1. Life With Tamar - Retaining her hold on the number one spot is my lovely wife. She has stated that I have dug myself a hole that will be very difficult to extricate myself from. However, I counter that she
knows the exceptions that will force her from the top spot (sudden wealth and/or success, neither of which have a chance of ever appearing on this list; personal tip: bet on Snowball in Hell before betting on a
new number 1) and realizes that I am unlikely to ever utter the words "What a great book/film/record that was, sorry Tamar you're number 2 this year". She retains her top spot by being her and this year that includes her first appearance as published author. Mother always told me to marry a doctor, and my favorite doctor of geography continues to prove her right.
2. The Films of Alejandro Jodorowsky DVD box set (Abcko) - "Fando y Lis", "El Topo", "The Holy Mountain" and the soundtracks to both "El Topo" and "The Holy Mountain" (never before released collaboration between Jodorowsky and Don Cherry) along with extras. I don't think there needs to be anything else said about this except for the fact that I do miss the Japanese subtitles from the old bootleg videos taken from laserdisc. And, "The Holy Mountain" is my favorite film. And when itcomes to Jodorowsky I am like a fanboy. [Click here for Real Audio from the Holy Mountain soundtrack.]
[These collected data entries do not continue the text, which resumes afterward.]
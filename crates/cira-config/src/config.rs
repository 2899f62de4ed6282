use std::path::Path;
use std::str::FromStr;

use serde::Deserialize;

use crate::alert::AlertConfig;
use crate::logging::LoggingConfig;
use crate::nodes::NodeConfig;
use crate::rule_store::RuleStoreConfig;
use crate::runtime::RuntimeConfig;
use crate::validate;

#[derive(Debug, Deserialize)]
#[serde(default)]
struct CiraConfigRaw {
    runtime: RuntimeConfig,
    alert: AlertConfig,
    logging: LoggingConfig,
    rule_store: RuleStoreConfig,
    nodes: Vec<NodeConfig>,
}

impl Default for CiraConfigRaw {
    fn default() -> Self {
        Self {
            runtime: RuntimeConfig::default(),
            alert: AlertConfig {
                sinks: vec!["log://".to_string()],
                retry: Default::default(),
                dedup_window: crate::HumanDuration::from(std::time::Duration::from_secs(60)),
            },
            logging: LoggingConfig::default(),
            rule_store: RuleStoreConfig::default(),
            nodes: Vec::new(),
        }
    }
}

/// Resolved, validated process configuration for `cira-gateway`.
#[derive(Debug)]
pub struct CiraConfig {
    pub runtime: RuntimeConfig,
    pub alert: AlertConfig,
    pub logging: LoggingConfig,
    pub rule_store: RuleStoreConfig,
    pub nodes: Vec<NodeConfig>,
}

impl CiraConfig {
    /// Read and parse a `cira.toml` file.
    pub fn load(path: impl AsRef<Path>) -> anyhow::Result<Self> {
        let content = std::fs::read_to_string(path.as_ref())
            .map_err(|e| anyhow::anyhow!("failed to read {}: {e}", path.as_ref().display()))?;
        content.parse()
    }

    /// The configuration a fresh install gets when no `cira.toml` is found.
    pub fn defaults() -> Self {
        CiraConfigRaw::default().into_resolved()
    }
}

impl CiraConfigRaw {
    fn into_resolved(self) -> CiraConfig {
        CiraConfig {
            runtime: self.runtime,
            alert: self.alert,
            logging: self.logging,
            rule_store: self.rule_store,
            nodes: self.nodes,
        }
    }
}

impl FromStr for CiraConfig {
    type Err = anyhow::Error;

    /// Parse a TOML string into a resolved, validated [`CiraConfig`].
    fn from_str(toml_str: &str) -> anyhow::Result<Self> {
        let raw: CiraConfigRaw = toml::from_str(toml_str)?;
        let config = raw.into_resolved();
        validate::validate(&config)?;
        Ok(config)
    }
}

#[cfg(test)]
mod tests {
    use super::*;

    const FULL_TOML: &str = r#"
[runtime]
tick_interval = "1s"
fetch_parallelism = 8
fetch_timeout = "2s"
rule_exec_timeout = "50ms"

[alert]
sinks = ["file:///var/log/cira-alerts.jsonl"]

[alert.retry]
base_delay = "1s"
factor = 2
max_attempts = 5
max_delay = "30s"

[logging]
level = "info"

[rule_store]
root = "/opt/cira"

[[nodes]]
id = "jetson-1"
base_url = "http://10.0.1.12:8080"
"#;

    #[test]
    fn load_full_toml() {
        let cfg: CiraConfig = FULL_TOML.parse().unwrap();
        assert_eq!(cfg.runtime.fetch_parallelism, 8);
        assert_eq!(cfg.alert.sinks, vec!["file:///var/log/cira-alerts.jsonl"]);
        assert_eq!(cfg.alert.retry.max_attempts, 5);
        assert_eq!(cfg.logging.level, "info");
        assert_eq!(
            cfg.rule_store.root,
            Some(std::path::PathBuf::from("/opt/cira"))
        );
        assert_eq!(cfg.nodes.len(), 1);
        assert_eq!(cfg.nodes[0].id, "jetson-1");
    }

    #[test]
    fn defaults_are_valid() {
        let cfg = CiraConfig::defaults();
        assert_eq!(cfg.runtime.fetch_parallelism, 8);
    }

    #[test]
    fn reject_zero_fetch_parallelism() {
        let toml = FULL_TOML.replace("fetch_parallelism = 8", "fetch_parallelism = 0");
        assert!(toml.parse::<CiraConfig>().is_err());
    }

    #[test]
    fn reject_zero_max_attempts() {
        let toml = FULL_TOML.replace("max_attempts = 5", "max_attempts = 0");
        assert!(toml.parse::<CiraConfig>().is_err());
    }

    #[test]
    fn reject_unknown_sink_scheme() {
        let toml = FULL_TOML.replace(
            "file:///var/log/cira-alerts.jsonl",
            "carrier-pigeon://nowhere",
        );
        assert!(toml.parse::<CiraConfig>().is_err());
    }

    #[test]
    fn empty_config_falls_back_to_defaults() {
        let cfg: CiraConfig = "".parse().unwrap();
        assert_eq!(cfg.runtime.fetch_parallelism, 8);
        assert_eq!(cfg.alert.sinks, vec!["log://".to_string()]);
    }
}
3. Eliot Weinberger - An Elemental Thing (New Directions) - Beautiful writing filled with information from a lifetime of reading that you can never exhaust no matter how many Google searches you do. It isn't very often that a book comes along that I pick up again and again and find something new in both book and myself no matter how many times I read it (Italo Calvino's "Invisible Cities" and "T Zero", John Crowley's "Little Big", a few others). I think this is such a book. I believe that the sum of the parts are threaded through its divisions; so many wholes.
4. Frequency (live at Jimmy's No. 43, NYC) - Great live jazz in a small intimate setting is something that makes me very happy. Even better (though not necessary) if that small intimate setting serves great beer. On this particular night in this particular place Frequency were one of the best bands I've ever seen. I was entranced by Nicole Mitchell on flute, loved watching Avreeayl Ra on percussion who looked
like he was having more fun than the audience, forgot that Edward Wilkerson was even there on sax as, except for some great solos, his playing was weaving support, but that night especially I sat in awe of Harrison Bankhead on bass who must have burls for thumbs. I realized something that night: someone needs to get Harrison Bankhead and William Parker onto a stage...into a recording studio...both. [Click here for streaming Real Audio of Frequency's "Portrait of Light"]
5. Panda Bear - Person Pitch (Paw Tracks) - This will probably show up as number one or close to the top on many lists this year. Sometimes everybody's right. I do love when strangeness infiltrates the pop as long as that strangeness is the nail and not a decorative patch. [Click here for Real Audio of Panda Bear's "Comfy in Nautica")
6. Sir Richard Bishop - While My Guitar Violently Bleeds (Locust) and Polytheistic Fragments (Drag City) There are too many solo guitar records available right now and most of them sound exactly the same. The good Sir however realizes that people other than guitar players like to listen to solo guitar also. While My Guitar Violently Bleeds is the more experimental of the two, at times trying though beautiful as success should be. Polytheistic Fragments is more cinematic and playful and just as good. [Click here for Real Audio of "Smashana"]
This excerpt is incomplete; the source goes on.